La niña pez.
No es para nada casual que la directora uruguaya Lucía Garibaldi haya sido galardonada por su trabajo de dirección por el Sundance porque si hay algo que hace brillar esta ópera prima de oscuridades en el alma es precisamente una meticulosa dirección de actores, manejo de puesta en escena impecable y austeridad a la hora de pensar en el a veces muy manoseado lenguaje audiovisual.
Tampoco resiste la tentación pensar en tentáculos -para comenzar a hablar con términos marinos- entre Los tiburones y las primeras películas de Lucrecia Martel así como de Lucía Puenzo. Pero eso no significa para nada que Garibaldi no despliegue su propia mirada y estilo, inmejorable carta de presentación para una ópera prima.
Vivir cerca del mar y en la costa implica por un lado sobrevivir de actividades como la pesca o de esas pequeñas actividades de economías familiares y chicas como la que atraviesa la familia de Rosina (Romina Betancur). Ella rivaliza con una hermana a la que además agredió físicamente y ese es el primer indicio que estamos frente a un personaje complejo que escapa del arquetipo de la oveja negra tan trillado en una dinámica familiar. Pero además Rosina siente especial atracción por Joselo, uno de los gurises que trabaja junto a otros muchachos para el padre de ella (Fabián Arenillas), mientras su madre se encarga de acomodar los números flacos del presupuesto familiar.

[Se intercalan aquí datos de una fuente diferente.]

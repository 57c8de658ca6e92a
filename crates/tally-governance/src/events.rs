//! Ledger event stream.
//!
//! Every committed state transition appends one event, in commit order.
//! The log is the only enumerable view of who voted how; replaying it
//! rebuilds the proposal table, vote registry and custody balance.

use std::collections::{BTreeMap, HashMap};
use std::fmt;
use serde::{Deserialize, Serialize};
use tally_types::{Address, Amount};
use crate::error::GovernanceError;
use crate::proposal::{Proposal, ProposalDraft, VoteRecord};

/// Committed state transition.
#[derive(Debug, Clone, PartialEq, Eq, Serialize, Deserialize)]
#[serde(tag = "kind", rename_all = "snake_case")]
pub enum LedgerEvent {
    Proposed {
        id: u64,
        name: String,
        description: String,
        amount: Amount,
        recipient: Address,
        creator: Address,
    },
    Voted {
        id: u64,
        voter: Address,
        in_favor: bool,
        /// Weight observed at the time of the vote
        weight: Amount,
    },
    Finalized {
        id: u64,
        recipient: Address,
        amount: Amount,
    },
    Cancelled {
        id: u64,
    },
    Deposited {
        from: Address,
        amount: Amount,
    },
}

/// Event with its position in the log (1-based).
#[derive(Debug, Clone, PartialEq, Eq, Serialize, Deserialize)]
pub struct EventRecord {
    pub seq: u64,
    #[serde(flatten)]
    pub event: LedgerEvent,
}

/// Observer notified synchronously after each commit.
pub trait EventListener: Send {
    fn on_event(&mut self, record: &EventRecord);
}

impl<F> EventListener for F
where
    F: FnMut(&EventRecord) + Send,
{
    fn on_event(&mut self, record: &EventRecord) {
        self(record)
    }
}

/// Append-only event log.
#[derive(Default)]
pub struct EventLog {
    records: Vec<EventRecord>,
    listeners: Vec<Box<dyn EventListener>>,
}

impl fmt::Debug for EventLog {
    fn fmt(&self, f: &mut fmt::Formatter<'_>) -> fmt::Result {
        f.debug_struct("EventLog")
            .field("records", &self.records.len())
            .field("listeners", &self.listeners.len())
            .finish()
    }
}

impl EventLog {
    pub fn new() -> Self {
        Self::default()
    }

    /// Rebuild a log from persisted records. Sequence numbers must be 1..=n.
    pub fn from_records(records: Vec<EventRecord>) -> Result<Self, GovernanceError> {
        for (i, record) in records.iter().enumerate() {
            if record.seq != i as u64 + 1 {
                return Err(GovernanceError::CorruptEventLog(format!(
                    "expected seq {}, found {}",
                    i + 1,
                    record.seq
                )));
            }
        }
        Ok(Self { records, listeners: Vec::new() })
    }

    pub fn subscribe(&mut self, listener: Box<dyn EventListener>) {
        self.listeners.push(listener);
    }

    pub(crate) fn emit(&mut self, event: LedgerEvent) -> u64 {
        let seq = self.records.len() as u64 + 1;
        let record = EventRecord { seq, event };
        for listener in self.listeners.iter_mut() {
            listener.on_event(&record);
        }
        self.records.push(record);
        seq
    }

    pub fn records(&self) -> &[EventRecord] {
        &self.records
    }

    /// Records with `seq > after`.
    pub fn since(&self, after: u64) -> &[EventRecord] {
        let start = (after as usize).min(self.records.len());
        &self.records[start..]
    }

    pub fn len(&self) -> usize {
        self.records.len()
    }

    pub fn is_empty(&self) -> bool {
        self.records.is_empty()
    }
}

/// Ledger state reconstructed purely from events.
#[derive(Debug, Clone, Default, PartialEq)]
pub struct ReplayedLedger {
    pub proposals: BTreeMap<u64, Proposal>,
    pub votes: HashMap<(Address, u64), VoteRecord>,
    pub proposal_count: u64,
    pub treasury_balance: Amount,
}

impl ReplayedLedger {
    pub fn vote_record(&self, voter: &Address, id: u64) -> VoteRecord {
        self.votes.get(&(*voter, id)).copied().unwrap_or(VoteRecord::NotVoted)
    }

    fn proposal_mut(&mut self, id: u64) -> Result<&mut Proposal, GovernanceError> {
        self.proposals
            .get_mut(&id)
            .ok_or_else(|| GovernanceError::CorruptEventLog(format!("event for unknown proposal {}", id)))
    }

    fn apply(&mut self, event: &LedgerEvent) -> Result<(), GovernanceError> {
        match event {
            LedgerEvent::Proposed { id, name, description, amount, recipient, creator } => {
                if *id != self.proposal_count + 1 {
                    return Err(GovernanceError::CorruptEventLog(format!(
                        "proposal id {} out of order after {}",
                        id, self.proposal_count
                    )));
                }
                let draft = ProposalDraft::new(name.clone(), description.clone(), *amount, *recipient);
                self.proposals.insert(*id, Proposal::new(*id, draft, *creator));
                self.proposal_count = *id;
            }
            LedgerEvent::Voted { id, voter, in_favor, weight } => {
                if self.vote_record(voter, *id).has_voted() {
                    return Err(GovernanceError::CorruptEventLog(format!(
                        "second vote by {} on proposal {}",
                        voter, id
                    )));
                }
                self.proposal_mut(*id)?.apply_vote(*in_favor, *weight)?;
                self.votes.insert((*voter, *id), VoteRecord::from_direction(*in_favor));
            }
            LedgerEvent::Finalized { id, amount, .. } => {
                let proposal = self.proposal_mut(*id)?;
                proposal.ensure_open()?;
                proposal.finalized = true;
                self.treasury_balance = self.treasury_balance.checked_sub(*amount).ok_or_else(|| {
                    GovernanceError::CorruptEventLog(format!("proposal {} paid out more than custody", id))
                })?;
            }
            LedgerEvent::Cancelled { id } => {
                let proposal = self.proposal_mut(*id)?;
                proposal.ensure_open()?;
                proposal.cancelled = true;
            }
            LedgerEvent::Deposited { amount, .. } => {
                self.treasury_balance = self
                    .treasury_balance
                    .checked_add(*amount)
                    .ok_or(GovernanceError::Overflow("treasury balance"))?;
            }
        }
        Ok(())
    }
}

/// Rebuild ledger state from a full event history.
pub fn replay(records: &[EventRecord]) -> Result<ReplayedLedger, GovernanceError> {
    let mut ledger = ReplayedLedger::default();
    for record in records {
        ledger.apply(&record.event).map_err(|e| match e {
            GovernanceError::CorruptEventLog(_) => e,
            other => GovernanceError::CorruptEventLog(format!("seq {}: {}", record.seq, other)),
        })?;
    }
    Ok(ledger)
}

#[cfg(test)]
mod tests {
    use super::*;
    use std::sync::{Arc, Mutex};

    fn addr(b: u8) -> Address {
        Address::from_bytes([b; 20])
    }

    fn proposed(id: u64) -> LedgerEvent {
        LedgerEvent::Proposed {
            id,
            name: "Grant".to_string(),
            description: "Pay the grantee".to_string(),
            amount: Amount::from(10u64),
            recipient: addr(9),
            creator: addr(1),
        }
    }

    fn log_of(events: Vec<LedgerEvent>) -> EventLog {
        let mut log = EventLog::new();
        for event in events {
            log.emit(event);
        }
        log
    }

    #[test]
    fn test_emit_assigns_sequence() {
        let log = log_of(vec![
            LedgerEvent::Deposited { from: addr(1), amount: Amount::from(10u64) },
            proposed(1),
        ]);
        assert_eq!(log.len(), 2);
        assert_eq!(log.records()[0].seq, 1);
        assert_eq!(log.records()[1].seq, 2);
        assert_eq!(log.since(1).len(), 1);
        assert!(log.since(5).is_empty());
    }

    #[test]
    fn test_listeners_see_commit_order() {
        let seen = Arc::new(Mutex::new(Vec::new()));
        let sink = seen.clone();
        let mut log = EventLog::new();
        log.subscribe(Box::new(move |r: &EventRecord| sink.lock().unwrap().push(r.seq)));

        log.emit(proposed(1));
        log.emit(LedgerEvent::Cancelled { id: 1 });
        assert_eq!(*seen.lock().unwrap(), vec![1, 2]);
    }

    #[test]
    fn test_replay_rebuilds_state() {
        let log = log_of(vec![
            LedgerEvent::Deposited { from: addr(1), amount: Amount::from(10u64) },
            proposed(1),
            LedgerEvent::Voted { id: 1, voter: addr(2), in_favor: true, weight: Amount::from(60u64) },
            LedgerEvent::Voted { id: 1, voter: addr(3), in_favor: true, weight: Amount::from(50u64) },
            LedgerEvent::Finalized { id: 1, recipient: addr(9), amount: Amount::from(10u64) },
        ]);

        let replayed = replay(log.records()).unwrap();
        let proposal = &replayed.proposals[&1];
        assert_eq!(proposal.net_votes, 110);
        assert!(proposal.finalized);
        assert_eq!(replayed.treasury_balance, Amount::ZERO);
        assert_eq!(replayed.vote_record(&addr(2), 1), VoteRecord::VotedFor);
        assert_eq!(replayed.vote_record(&addr(4), 1), VoteRecord::NotVoted);
    }

    #[test]
    fn test_replay_rejects_inconsistent_stream() {
        let double_vote = log_of(vec![
            proposed(1),
            LedgerEvent::Voted { id: 1, voter: addr(2), in_favor: true, weight: Amount::from(1u64) },
            LedgerEvent::Voted { id: 1, voter: addr(2), in_favor: false, weight: Amount::from(1u64) },
        ]);
        assert!(matches!(replay(double_vote.records()), Err(GovernanceError::CorruptEventLog(_))));

        let finalize_and_cancel = log_of(vec![
            LedgerEvent::Deposited { from: addr(1), amount: Amount::from(10u64) },
            proposed(1),
            LedgerEvent::Finalized { id: 1, recipient: addr(9), amount: Amount::from(10u64) },
            LedgerEvent::Cancelled { id: 1 },
        ]);
        assert!(matches!(replay(finalize_and_cancel.records()), Err(GovernanceError::CorruptEventLog(_))));

        let skipped_id = log_of(vec![proposed(2)]);
        assert!(replay(skipped_id.records()).is_err());
    }

    #[test]
    fn test_from_records_checks_sequence() {
        let records = vec![EventRecord { seq: 2, event: LedgerEvent::Cancelled { id: 1 } }];
        assert!(EventLog::from_records(records).is_err());
    }

    #[test]
    fn test_event_json_shape() {
        let record = EventRecord { seq: 3, event: LedgerEvent::Cancelled { id: 7 } };
        let json = serde_json::to_value(&record).unwrap();
        assert_eq!(json["kind"], "cancelled");
        assert_eq!(json["seq"], 3);
        assert_eq!(json["id"], 7);

        let back: EventRecord = serde_json::from_value(json).unwrap();
        assert_eq!(back, record);
    }
}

La amenaza latente se encuentra en el mar al haberse detectado la presencia extraña de una aleta de tiburón, animales muertos en las orillas son suficientes alertas para que la comunidad recupere el mar pero más aún conserven su fuente laboral que va en contra de los intereses políticos que esgrimen la idea del turismo y minimizan el detalle del tiburón.

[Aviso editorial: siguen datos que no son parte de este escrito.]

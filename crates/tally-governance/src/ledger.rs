//! Single-owner ledger handle bound to a synchronous weight oracle.

use tally_types::{Address, Amount};
use crate::config::LedgerConfig;
use crate::error::GovernanceError;
use crate::events::{EventListener, EventRecord};
use crate::oracle::WeightOracle;
use crate::proposal::{Proposal, ProposalDraft, ProposalStatus};
use crate::state::LedgerState;
use crate::treasury::Payout;

/// Governance ledger that reads caller weight from `O` on every call.
#[derive(Debug)]
pub struct GovernanceLedger<O> {
    state: LedgerState,
    oracle: O,
}

impl<O: WeightOracle> GovernanceLedger<O> {
    /// Create a new ledger.
    pub fn new(config: LedgerConfig, oracle: O, payout: Box<dyn Payout>) -> Result<Self, GovernanceError> {
        Ok(Self {
            state: LedgerState::new(config, payout)?,
            oracle,
        })
    }

    /// Wrap existing state, e.g. one restored from a snapshot.
    pub fn from_state(state: LedgerState, oracle: O) -> Self {
        Self { state, oracle }
    }

    fn weight_of(&self, caller: &Address) -> Amount {
        self.oracle.balance_of(caller)
    }

    /// Create a spending proposal.
    pub fn propose(
        &mut self,
        name: impl Into<String>,
        description: impl Into<String>,
        amount: Amount,
        recipient: Address,
        caller: Address,
    ) -> Result<u64, GovernanceError> {
        let weight = self.weight_of(&caller);
        let draft = ProposalDraft::new(name, description, amount, recipient);
        self.state.propose(caller, weight, draft)
    }

    /// Vote for or against a proposal with the caller's current weight.
    pub fn vote(&mut self, id: u64, in_favor: bool, caller: Address) -> Result<(), GovernanceError> {
        let weight = self.weight_of(&caller);
        self.state.vote(caller, weight, id, in_favor)
    }

    /// Legacy always-in-favor vote.
    pub fn vote_in_favor(&mut self, id: u64, caller: Address) -> Result<(), GovernanceError> {
        self.vote(id, true, caller)
    }

    pub fn finalize(&mut self, id: u64, caller: Address) -> Result<(), GovernanceError> {
        let weight = self.weight_of(&caller);
        self.state.finalize(caller, weight, id)
    }

    pub fn cancel(&mut self, id: u64, caller: Address) -> Result<(), GovernanceError> {
        let weight = self.weight_of(&caller);
        self.state.cancel(caller, weight, id)
    }

    pub fn deposit(&mut self, from: Address, amount: Amount) -> Result<Amount, GovernanceError> {
        self.state.deposit(from, amount)
    }

    pub fn has_voted(&self, voter: &Address, id: u64) -> bool {
        self.state.has_voted(voter, id)
    }

    pub fn has_voted_in_favor(&self, voter: &Address, id: u64) -> bool {
        self.state.has_voted_in_favor(voter, id)
    }

    pub fn has_voted_against(&self, voter: &Address, id: u64) -> bool {
        self.state.has_voted_against(voter, id)
    }

    pub fn proposal(&self, id: u64) -> Option<&Proposal> {
        self.state.proposal(id)
    }

    pub fn status(&self, id: u64) -> Result<ProposalStatus, GovernanceError> {
        self.state.status(id)
    }

    pub fn proposal_count(&self) -> u64 {
        self.state.proposal_count()
    }

    pub fn treasury_balance(&self) -> Amount {
        self.state.treasury_balance()
    }

    pub fn quorum(&self) -> Amount {
        self.state.quorum()
    }

    pub fn owner(&self) -> Address {
        self.state.owner()
    }

    pub fn events(&self) -> &[EventRecord] {
        self.state.events()
    }

    pub fn subscribe(&mut self, listener: Box<dyn EventListener>) {
        self.state.subscribe(listener);
    }

    pub fn state(&self) -> &LedgerState {
        &self.state
    }

    pub fn oracle(&self) -> &O {
        &self.oracle
    }
}

#[cfg(test)]
mod tests {
    use super::*;
    use crate::oracle::StaticWeights;
    use crate::treasury::AccountBook;

    const OWNER: Address = Address::from_bytes([1u8; 20]);
    const HOLDER: Address = Address::from_bytes([2u8; 20]);
    const RECIPIENT: Address = Address::from_bytes([9u8; 20]);

    #[test]
    fn test_weight_read_at_call_time() {
        let weights = StaticWeights::new().with(HOLDER, Amount::from(60u64));
        let mut ledger = GovernanceLedger::new(
            LedgerConfig::new(Amount::from(100u64), OWNER),
            weights.clone(),
            Box::new(AccountBook::new()),
        )
        .unwrap();
        ledger.deposit(OWNER, Amount::from(20u64)).unwrap();

        let first = ledger.propose("A", "first", Amount::from(5u64), RECIPIENT, HOLDER).unwrap();
        let second = ledger.propose("B", "second", Amount::from(5u64), RECIPIENT, HOLDER).unwrap();

        ledger.vote(first, true, HOLDER).unwrap();
        weights.set(HOLDER, Amount::from(90u64));
        ledger.vote(second, true, HOLDER).unwrap();

        assert_eq!(ledger.proposal(first).unwrap().net_votes, 60);
        assert_eq!(ledger.proposal(second).unwrap().net_votes, 90);
    }

    #[test]
    fn test_legacy_vote_adapter() {
        let weights = StaticWeights::new().with(HOLDER, Amount::from(10u64));
        let mut ledger = GovernanceLedger::new(LedgerConfig::default(), weights, Box::new(AccountBook::new())).unwrap();
        ledger.deposit(OWNER, Amount::from(5u64)).unwrap();
        let id = ledger.propose("A", "adapter", Amount::from(5u64), RECIPIENT, HOLDER).unwrap();

        ledger.vote_in_favor(id, HOLDER).unwrap();
        assert!(ledger.has_voted_in_favor(&HOLDER, id));
        assert_eq!(ledger.proposal(id).unwrap().positive_weight, Amount::from(10u64));
        assert_eq!(ledger.vote_in_favor(id, HOLDER), Err(GovernanceError::AlreadyVoted { id, voter: HOLDER }));
    }

    #[test]
    fn test_holder_who_sold_out_is_unauthorized() {
        let weights = StaticWeights::new().with(HOLDER, Amount::from(10u64));
        let mut ledger = GovernanceLedger::new(LedgerConfig::default(), weights.clone(), Box::new(AccountBook::new())).unwrap();
        ledger.deposit(OWNER, Amount::from(5u64)).unwrap();
        let id = ledger.propose("A", "sold", Amount::from(5u64), RECIPIENT, HOLDER).unwrap();

        weights.set(HOLDER, Amount::ZERO);
        assert_eq!(ledger.vote(id, true, HOLDER), Err(GovernanceError::Unauthorized(HOLDER)));
        assert!(!ledger.has_voted(&HOLDER, id));
    }
}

Si bien la película transita en la ambigüedad que se corresponde al comportamiento errático de esta adolescente en pleno despertar sexual, la sutileza y el detalle habilita una mirada que escapa de la superficie para sumergirse en el ámbito de lo alegórico porque hay depredadores y víctimas de un sistema donde la exclusión es moneda corriente. Los tiburones del título no solamente están en el mar sino fuera y son tan peligrosos como las anécdotas de los relatos sobre las catástrofes asociadas a los ataques de este mal llamado depredador del mar.
En Rosina convive la contradicción y esa empatía por lo distinto, dominada por un instinto de supremacía del deseo ante cualquier entorno que obstaculice su rumbo. A diferencia de muchos personajes fronterizos, ella tiene un rumbo, una dirección para alejarse de todos y no dejarse contaminar por un orden absolutamente caprichoso y cuestionable.
Algo de niña pez esconde un segundo de inocencia hasta que los ojos se depositan en el objetivo y la cacería comienza sin medir el costo de la presa como el tiburón que bordea la orilla ante el descuido y muestra sus dientes.